350 ans après dans un cercueil de plomb à Rennes

Le corps « intact » d’une dame du XVIIe siècle

Publié le 08/06/2015
Article réservé aux abonnés
L'autopsie a été réalisée à l'institut médicolégal de Toulouse,

L'autopsie a été réalisée à l'institut médicolégal de Toulouse,
Crédit photo : INRAP

En fouillant le site du Couvent des Jacobins, à Rennes, là où doit être construit un centre des congrès, les archéologues savaient qu’ils allaient mettre à jour des centaines de sépultures, car il avait été un important lieu de pèlerinage et d’inhumation entre le 15e et le 18e. En revanche, la découverte d’un corps, et non d’un squelette, dans un état de conservation « exceptionnel », plus de 350 ans après le décès, a été une grande surprise. Et une première en France. Son étude est riche d’enseignements, notamment dans le domaine médical.

Deux ans de fouilles

Pendant deux ans, des fouilles, prescrites par l’État sur le site du Couvent des Jacobins, à Rennes, ont permis à l’équipe de l’Institut national de recherches archéologiques préventives (INRAP) de Bretagne de mettre à jour environ 800 sépultures. Depuis l’achèvement de ces fouilles, il y a deux ans, les études se poursuivent. En mars dernier, au milieu de ces sépultures, cinq cercueils de plomb sont découverts. Accompagnés de cinq reliquaires de plomb, qui renferment un cœur, ils constituent un ensemble unique en Europe. Mais, si quatre d’entre eux, dégagés dans le chœur de l’église, ont livré des squelettes relativement bien conservés, dont certains présentent un crâne et une cage thoracique sciés, le cinquième, trouvé lui au pied d’un mur d’une chapelle, a révélé une découverte exceptionnelle.

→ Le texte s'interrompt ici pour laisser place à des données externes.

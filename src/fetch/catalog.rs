//! Compiled-in plugin modules.

use std::collections::BTreeMap;
use std::sync::{Arc, RwLock};

use url::Url;

use super::FetchError;
use crate::descriptor::PluginDescriptor;
use crate::plugin::PluginSpec;

/// Produces the plugins registered by one code location.
#[async_trait::async_trait]
pub trait CodeLoader: Send + Sync {
    async fn load_code(
        &self,
        url: &Url,
        descriptor: &PluginDescriptor,
    ) -> Result<Vec<PluginSpec>, FetchError>;
}

pub type ModuleFactory = Arc<dyn Fn(&PluginDescriptor) -> Vec<PluginSpec> + Send + Sync>;

/// Maps plugin ids to factories linked into the host binary.
#[derive(Clone, Default)]
pub struct ModuleCatalog {
    modules: Arc<RwLock<BTreeMap<String, ModuleFactory>>>,
}

impl ModuleCatalog {
    pub fn new() -> Self {
        Self::default()
    }

    pub fn register<F>(&self, plugin_id: impl Into<String>, factory: F)
    where
        F: Fn(&PluginDescriptor) -> Vec<PluginSpec> + Send + Sync + 'static,
    {
        let mut modules = self
            .modules
            .write()
            .unwrap_or_else(std::sync::PoisonError::into_inner);
        modules.insert(plugin_id.into(), Arc::new(factory));
    }

    /// Builder form of [`register`](Self::register)
    pub fn module<F>(self, plugin_id: impl Into<String>, factory: F) -> Self
    where
        F: Fn(&PluginDescriptor) -> Vec<PluginSpec> + Send + Sync + 'static,
    {
        self.register(plugin_id, factory);
        self
    }

    pub fn contains(&self, plugin_id: &str) -> bool {
        self.factory(plugin_id).is_some()
    }

    pub fn ids(&self) -> Vec<String> {
        self.modules
            .read()
            .unwrap_or_else(std::sync::PoisonError::into_inner)
            .keys()
            .cloned()
            .collect()
    }

    fn factory(&self, plugin_id: &str) -> Option<ModuleFactory> {
        self.modules
            .read()
            .unwrap_or_else(std::sync::PoisonError::into_inner)
            .get(plugin_id)
            .cloned()
    }
}

impl std::fmt::Debug for ModuleCatalog {
    fn fmt(&self, f: &mut std::fmt::Formatter<'_>) -> std::fmt::Result {
        f.debug_struct("ModuleCatalog")
            .field("modules", &self.ids())
            .finish()
    }
}

#[async_trait::async_trait]
impl CodeLoader for ModuleCatalog {
    async fn load_code(
        &self,
        url: &Url,
        descriptor: &PluginDescriptor,
    ) -> Result<Vec<PluginSpec>, FetchError> {
        let factory = self
            .factory(&descriptor.id)
            .ok_or_else(|| FetchError::ModuleNotFound {
                plugin_id: descriptor.id.clone(),
                url: url.to_string(),
            })?;

        tracing::debug!(plugin_id = %descriptor.id, url = %url, "instantiating plugin module");
        Ok(factory(descriptor))
    }
}
//! Environment Variable Overrides
//!
//! Reads `PLUGIN_RUNTIME_*` variables on top of a loaded configuration.
//! Environment variables are treated as read-only at runtime.

use std::path::PathBuf;

use super::{ConfigError, ConfigResult, RuntimeConfig};

pub const ENV_PREFIX: &str = "PLUGIN_RUNTIME_";

#[derive(Debug, Clone)]
pub struct EnvOverrides {
    prefix: String,
}

impl EnvOverrides {
    pub fn new() -> Self {
        Self::prefixed(ENV_PREFIX)
    }

    pub fn prefixed(prefix: impl Into<String>) -> Self {
        Self {
            prefix: prefix.into(),
        }
    }

    /// `cache.tier` -> `PLUGIN_RUNTIME_CACHE_TIER`
    fn env_key(&self, key: &str) -> String {
        format!("{}{}", self.prefix, key.to_uppercase().replace('.', "_"))
    }

    pub fn apply(&self, config: RuntimeConfig) -> ConfigResult<RuntimeConfig> {
        self.apply_with(config, |name| match std::env::var(name) {
            Ok(value) => Ok(Some(value)),
            Err(std::env::VarError::NotPresent) => Ok(None),
            Err(e) => Err(ConfigError::Env(e)),
        })
    }

    /// Apply overrides from an arbitrary variable source
    pub fn apply_with<F>(&self, mut config: RuntimeConfig, lookup: F) -> ConfigResult<RuntimeConfig>
    where
        F: Fn(&str) -> ConfigResult<Option<String>>,
    {
        if let Some(value) = lookup(&self.env_key("cache.tier"))? {
            config.cache_tier = value.parse().map_err(|message| ConfigError::InvalidValue {
                key: self.env_key("cache.tier"),
                message,
            })?;
        }
        if let Some(value) = lookup(&self.env_key("cache.path"))? {
            config.cache_path = Some(PathBuf::from(value));
        }
        if let Some(value) = lookup(&self.env_key("manifest.file"))? {
            config.manifest_file = value;
        }
        if let Some(value) = lookup(&self.env_key("duplicate.policy"))? {
            config.duplicate_policy =
                value.parse().map_err(|message| ConfigError::InvalidValue {
                    key: self.env_key("duplicate.policy"),
                    message,
                })?;
        }
        if let Some(value) = lookup(&self.env_key("failure.code"))? {
            config.failure_code = value;
        }

        config.validate()?;
        Ok(config)
    }
}

impl Default for EnvOverrides {
    fn default() -> Self {
        Self::new()
    }
}
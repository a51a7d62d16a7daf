//! Resource fetching and plugin code loading.
//!
//! [`ResourceFetcher`] retrieves manifests and configuration documents by URL.
//! [`CodeLoader`] turns a plugin's code location into plugin instances.

mod catalog;

pub use catalog::{CodeLoader, ModuleCatalog, ModuleFactory};

use std::time::Duration;

use reqwest::header::{ACCEPT, HeaderMap, HeaderValue, USER_AGENT};
use serde_json::Value;
use thiserror::Error;
use url::Url;

#[derive(Error, Debug)]
pub enum FetchError {
    #[error("Unsupported URL scheme '{scheme}' in {url}")]
    UnsupportedScheme { scheme: String, url: String },

    #[error("Not found: {url}")]
    NotFound { url: String },

    #[error("HTTP {status} fetching {url}")]
    Status { url: String, status: u16 },

    #[error("Request to {url} failed: {source}")]
    Network {
        url: String,
        #[source]
        source: reqwest::Error,
    },

    #[error("Failed to read {url}: {source}")]
    Io {
        url: String,
        #[source]
        source: std::io::Error,
    },

    #[error("Invalid JSON at {url}: {source}")]
    Json {
        url: String,
        #[source]
        source: serde_json::Error,
    },

    #[error("No module registered for plugin '{plugin_id}' ({url})")]
    ModuleNotFound { plugin_id: String, url: String },
}

impl FetchError {
    pub fn url(&self) -> &str {
        match self {
            Self::UnsupportedScheme { url, .. }
            | Self::NotFound { url }
            | Self::Status { url, .. }
            | Self::Network { url, .. }
            | Self::Io { url, .. }
            | Self::Json { url, .. }
            | Self::ModuleNotFound { url, .. } => url,
        }
    }

    pub fn is_not_found(&self) -> bool {
        matches!(self, Self::NotFound { .. } | Self::Status { status: 404, .. })
    }
}

/// Retrieves remote or local documents by URL.
#[async_trait::async_trait]
pub trait ResourceFetcher: Send + Sync {
    async fn fetch_text(&self, url: &Url) -> Result<String, FetchError>;

    async fn fetch_json(&self, url: &Url) -> Result<Value, FetchError> {
        let text = self.fetch_text(url).await?;
        serde_json::from_str(&text).map_err(|source| FetchError::Json {
            url: url.to_string(),
            source,
        })
    }
}

/// Fetches `http(s)://` URLs with reqwest and `file://` URLs from disk.
#[derive(Debug, Clone)]
pub struct DefaultFetcher {
    client: reqwest::Client,
}

impl DefaultFetcher {
    pub fn new() -> Self {
        let mut headers = HeaderMap::new();
        headers.insert(
            USER_AGENT,
            HeaderValue::from_static(concat!("plugin-runtime/", env!("CARGO_PKG_VERSION"))),
        );
        headers.insert(ACCEPT, HeaderValue::from_static("application/json, */*"));

        let client = reqwest::Client::builder()
            .timeout(Duration::from_secs(30))
            .default_headers(headers)
            .build()
            .unwrap_or_else(|_| reqwest::Client::new());

        Self { client }
    }

    pub fn with_client(client: reqwest::Client) -> Self {
        Self { client }
    }

    async fn fetch_http(&self, url: &Url) -> Result<String, FetchError> {
        let network = |source| FetchError::Network {
            url: url.to_string(),
            source,
        };

        let response = self
            .client
            .get(url.as_str())
            .send()
            .await
            .map_err(network)?;

        let status = response.status();
        if !status.is_success() {
            return Err(FetchError::Status {
                url: url.to_string(),
                status: status.as_u16(),
            });
        }

        response.text().await.map_err(network)
    }

    async fn fetch_file(&self, url: &Url) -> Result<String, FetchError> {
        let path = url
            .to_file_path()
            .map_err(|_| FetchError::UnsupportedScheme {
                scheme: url.scheme().to_string(),
                url: url.to_string(),
            })?;

        match tokio::fs::read_to_string(&path).await {
            Ok(text) => Ok(text),
            Err(e) if e.kind() == std::io::ErrorKind::NotFound => Err(FetchError::NotFound {
                url: url.to_string(),
            }),
            Err(source) => Err(FetchError::Io {
                url: url.to_string(),
                source,
            }),
        }
    }
}

impl Default for DefaultFetcher {
    fn default() -> Self {
        Self::new()
    }
}

#[async_trait::async_trait]
impl ResourceFetcher for DefaultFetcher {
    async fn fetch_text(&self, url: &Url) -> Result<String, FetchError> {
        tracing::trace!(url = %url, "fetching resource");
        match url.scheme() {
            "http" | "https" => self.fetch_http(url).await,
            "file" => self.fetch_file(url).await,
            scheme => Err(FetchError::UnsupportedScheme {
                scheme: scheme.to_string(),
                url: url.to_string(),
            }),
        }
    }
}

#[cfg(test)]
mod tests {
    use super::*;
    use serde_json::json;
    use tempfile::TempDir;

    #[tokio::test]
    async fn test_fetch_file_json() {
        let temp_dir = TempDir::new().unwrap();
        let path = temp_dir.path().join("plugins.json");
        tokio::fs::write(&path, r#"{"e": {}}"#).await.unwrap();

        let url = Url::from_file_path(&path).unwrap();
        let value = DefaultFetcher::new().fetch_json(&url).await.unwrap();
        assert_eq!(value, json!({"e": {}}));
    }

    #[tokio::test]
    async fn test_fetch_missing_file() {
        let temp_dir = TempDir::new().unwrap();
        let url = Url::from_file_path(temp_dir.path().join("absent.json")).unwrap();

        let err = DefaultFetcher::new().fetch_text(&url).await.unwrap_err();
        assert!(err.is_not_found());
        assert!(err.url().ends_with("absent.json"));
    }

    #[tokio::test]
    async fn test_fetch_invalid_json() {
        let temp_dir = TempDir::new().unwrap();
        let path = temp_dir.path().join("broken.json");
        tokio::fs::write(&path, "{oops").await.unwrap();

        let url = Url::from_file_path(&path).unwrap();
        let err = DefaultFetcher::new().fetch_json(&url).await.unwrap_err();
        assert!(matches!(err, FetchError::Json { .. }));
    }

    #[tokio::test]
    async fn test_unsupported_scheme() {
        let url = Url::parse("ftp://example.com/plugins.json").unwrap();
        let err = DefaultFetcher::new().fetch_text(&url).await.unwrap_err();
        assert!(matches!(err, FetchError::UnsupportedScheme { ref scheme, .. } if scheme == "ftp"));
    }
}
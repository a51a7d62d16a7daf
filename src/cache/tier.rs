//! Durable Tier Trait

use serde::{Deserialize, Serialize};

use super::CacheResult;

/// Raw string storage backing the cache store.
#[async_trait::async_trait]
pub trait DurableTier: Send + Sync {
    /// Tier name for logging
    fn name(&self) -> &str;

    /// Get a raw stored value
    async fn get(&self, key: &str) -> CacheResult<Option<String>>;

    /// Store a raw value
    async fn set(&self, key: &str, value: &str) -> CacheResult<()>;

    /// Delete a stored value
    async fn remove(&self, key: &str) -> CacheResult<bool>;

    /// List every stored key
    async fn keys(&self) -> CacheResult<Vec<String>>;

    /// Delete everything
    async fn clear(&self) -> CacheResult<()>;
}

/// Which backing storage the cache store writes through to.
#[derive(Debug, Clone, Copy, Default, PartialEq, Eq, Hash, Serialize, Deserialize)]
#[serde(rename_all = "lowercase")]
pub enum CacheTier {
    /// Private in-memory map, discarded on re-initialization.
    #[default]
    Transient,
    /// Shared tier that lives as long as the hosting process.
    Session,
    /// Tier that survives restarts.
    Persistent,
}

impl CacheTier {
    pub fn is_durable(&self) -> bool {
        !matches!(self, Self::Transient)
    }

    pub fn as_str(&self) -> &'static str {
        match self {
            Self::Transient => "transient",
            Self::Session => "session",
            Self::Persistent => "persistent",
        }
    }
}

impl std::fmt::Display for CacheTier {
    fn fmt(&self, f: &mut std::fmt::Formatter<'_>) -> std::fmt::Result {
        f.write_str(self.as_str())
    }
}

impl std::str::FromStr for CacheTier {
    type Err = String;

    fn from_str(s: &str) -> Result<Self, Self::Err> {
        match s.trim().to_ascii_lowercase().as_str() {
            "transient" | "memory" => Ok(Self::Transient),
            "session" => Ok(Self::Session),
            "persistent" | "local" => Ok(Self::Persistent),
            other => Err(format!("unknown cache tier '{other}'")),
        }
    }
}
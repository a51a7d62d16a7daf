use serde_json::Value;

use super::PluginError;
use crate::descriptor::resource_path;
use crate::runtime::Runtime;

/// Runtime services handed to a plugin while it executes.
#[derive(Clone)]
pub struct PluginContext {
    runtime: Runtime,
    plugin_id: String,
    root: String,
    package_name: String,
}

impl PluginContext {
    pub(crate) fn new(
        runtime: Runtime,
        plugin_id: impl Into<String>,
        root: impl Into<String>,
        package_name: impl Into<String>,
    ) -> Self {
        Self {
            runtime,
            plugin_id: plugin_id.into(),
            root: root.into(),
            package_name: package_name.into(),
        }
    }

    pub fn plugin_id(&self) -> &str {
        &self.plugin_id
    }

    pub fn root(&self) -> &str {
        &self.root
    }

    /// `<root>/<package>/resources/`
    pub fn resource_path(&self) -> String {
        resource_path(&self.root, &self.package_name)
    }

    /// Remove this plugin from the runtime
    pub async fn remove(&self) -> bool {
        self.runtime.remove(&self.plugin_id).await
    }

    /// Invoke a member of this plugin through its composed layers, so
    /// members overridden by an extension take effect.
    pub async fn call(&self, name: &str, params: Value) -> Result<Value, PluginError> {
        Ok(self.runtime.call(&self.plugin_id, name, params).await?)
    }

    pub fn runtime(&self) -> &Runtime {
        &self.runtime
    }
}

impl std::fmt::Debug for PluginContext {
    fn fmt(&self, f: &mut std::fmt::Formatter<'_>) -> std::fmt::Result {
        f.debug_struct("PluginContext")
            .field("plugin_id", &self.plugin_id)
            .field("root", &self.root)
            .finish()
    }
}
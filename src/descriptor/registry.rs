//! Descriptor discovery across roots.

use std::sync::Arc;

use thiserror::Error;
use tokio::sync::RwLock;
use url::Url;

use super::{Manifest, MergedDescriptor, normalize_root};
use crate::cache::{
    CACHED_DESCRIPTOR_ID, CACHED_ROOTS_ID, CacheResult, CacheStore, MANIFEST_PREFIX,
};
use crate::fetch::ResourceFetcher;

/// One root whose manifest could not be loaded.
#[derive(Error, Debug, Clone, PartialEq)]
#[error("{root}: {reason}")]
pub struct DescriptorFetchError {
    pub root: Url,
    pub reason: String,
}

/// Result of [`DescriptorRegistry::load`]. The merge covers every root that
/// succeeded even when others failed.
#[derive(Debug, Clone)]
pub struct DescriptorLoad {
    pub descriptor: Arc<MergedDescriptor>,
    pub failures: Vec<DescriptorFetchError>,
}

impl DescriptorLoad {
    pub fn is_complete(&self) -> bool {
        self.failures.is_empty()
    }
}

pub struct DescriptorRegistry {
    fetcher: Arc<dyn ResourceFetcher>,
    cache: Arc<CacheStore>,
    manifest_file: String,
    current: RwLock<Arc<MergedDescriptor>>,
}

impl DescriptorRegistry {
    pub fn new(
        fetcher: Arc<dyn ResourceFetcher>,
        cache: Arc<CacheStore>,
        manifest_file: impl Into<String>,
    ) -> Self {
        Self {
            fetcher,
            cache,
            manifest_file: manifest_file.into(),
            current: RwLock::new(Arc::new(MergedDescriptor::default())),
        }
    }

    /// Load and merge the manifests of `roots`, in order.
    pub async fn load(&self, roots: &[Url]) -> DescriptorLoad {
        let roots: Vec<Url> = roots.iter().map(normalize_root).collect();
        let mut merged = MergedDescriptor {
            configured_roots: roots.clone(),
            ..Default::default()
        };
        let mut failures = Vec::new();

        for root in &roots {
            match self.manifest(root).await {
                Ok(manifest) => merged.merge(root, manifest),
                Err(failure) => {
                    tracing::warn!(root = %failure.root, reason = %failure.reason, "failed to load plugin manifest");
                    failures.push(failure);
                }
            }
        }

        if failures.is_empty()
            && let Err(e) = self.remember(&merged).await
        {
            tracing::warn!(error = %e, "failed to cache merged descriptor");
        }

        tracing::debug!(
            roots = roots.len(),
            events = merged.events.len(),
            plugins = merged.roots.len(),
            failed = failures.len(),
            "plugin descriptors merged"
        );

        let descriptor = Arc::new(merged);
        *self.current.write().await = Arc::clone(&descriptor);
        DescriptorLoad {
            descriptor,
            failures,
        }
    }

    pub async fn current(&self) -> Arc<MergedDescriptor> {
        Arc::clone(&*self.current.read().await)
    }

    /// Merged descriptor stored by the last fully successful load
    pub async fn cached(&self) -> Option<MergedDescriptor> {
        match self.cache.get_json(CACHED_DESCRIPTOR_ID).await {
            Ok(descriptor) => descriptor,
            Err(e) => {
                tracing::debug!(error = %e, "ignoring unreadable cached descriptor");
                None
            }
        }
    }

    /// Roots of the current merge, else of the cached one
    pub async fn configured_roots(&self) -> Vec<Url> {
        let current = self.current().await;
        if !current.configured_roots.is_empty() {
            return current.configured_roots.clone();
        }
        self.cached()
            .await
            .map(|d| d.configured_roots)
            .unwrap_or_default()
    }

    /// Drop cached manifests and the merged descriptor
    pub async fn forget(&self) -> CacheResult<()> {
        self.cache.clear_prefix(MANIFEST_PREFIX).await?;
        self.cache.clear(Some(CACHED_DESCRIPTOR_ID)).await?;
        self.cache.clear(Some(CACHED_ROOTS_ID)).await?;
        *self.current.write().await = Arc::new(MergedDescriptor::default());
        Ok(())
    }

    async fn manifest(&self, root: &Url) -> Result<Manifest, DescriptorFetchError> {
        let key = format!("{MANIFEST_PREFIX}{root}");
        match self.cache.get_json::<Manifest>(&key).await {
            Ok(Some(manifest)) => {
                tracing::trace!(root = %root, "using cached manifest");
                return Ok(manifest);
            }
            Ok(None) => {}
            Err(e) => tracing::debug!(root = %root, error = %e, "ignoring unreadable cached manifest"),
        }

        let failure = |reason: String| DescriptorFetchError {
            root: root.clone(),
            reason,
        };

        let url = root
            .join(&self.manifest_file)
            .map_err(|e| failure(e.to_string()))?;
        let value = self
            .fetcher
            .fetch_json(&url)
            .await
            .map_err(|e| failure(e.to_string()))?;
        let manifest: Manifest =
            serde_json::from_value(value).map_err(|e| failure(format!("invalid manifest: {e}")))?;

        if let Err(e) = self.cache.set_json(&key, &manifest).await {
            tracing::warn!(root = %root, error = %e, "failed to cache manifest");
        }
        Ok(manifest)
    }

    async fn remember(&self, merged: &MergedDescriptor) -> CacheResult<()> {
        self.cache.set_json(CACHED_DESCRIPTOR_ID, merged).await?;
        self.cache.set_json(CACHED_ROOTS_ID, &merged.roots).await
    }
}

impl std::fmt::Debug for DescriptorRegistry {
    fn fmt(&self, f: &mut std::fmt::Formatter<'_>) -> std::fmt::Result {
        f.debug_struct("DescriptorRegistry")
            .field("manifest_file", &self.manifest_file)
            .finish()
    }
}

« Très vite, lorsque nous avons ouvert le sarcophage, nous avons vu qu’il y avait un volume, pas qu’un squelette, raconte Rozenn Colleter, archéo-anthropologue à l’INRAP de Bretagne. Dès le lendemain, nous prenions contact avec le laboratoire d’anthropologie moléculaire et imagerie de synthèse du CNRS à Toulouse puis avec le Dr Fabrice Dedouit, médecin légiste au CHU de Toulouse. Le surlendemain, un scanner de l’intégralité de la dépouille puis une autopsie pouvaient être réalisés. Grâce à cette coopération, nous avons pu aller très vite pour éviter la dégradation d’un corps. » Le corps de Louise de Quengo, d’une famille de la très haute noblesse, se révèle « presque intact ». Des médecins estiment que son état est comparable à celui d’un cadavre qui aurait une ou deux semaines... Ce personnage est pourtant décédé en 1656. C’est dire l’efficacité du cercueil de plomb. Une aubaine pour les chercheurs. « Le prélèvement de tissus humains sans contamination environnementale est une opportunité rare en archéologie », souligne Rozenn Colleter.

Aorte ligaturée

Déjà, les premières investigations livrent leur lot de connaissances. « Dès le scanner, nous avons vu que le cerveau était très bien conservé, précise l’archéo-anthropologue. Nous avons vu aussi que la défunte avait déjà été ouverte, une couture en croix sur son ventre étant visible. En ouvrant, on a pu constater combien les barbiers - les chirurgiens de l’époque - maîtrisaient la technique ; l’aorte et les vaisseaux pulmonaires ont été ligaturés », explique l’archéo-anthropologue.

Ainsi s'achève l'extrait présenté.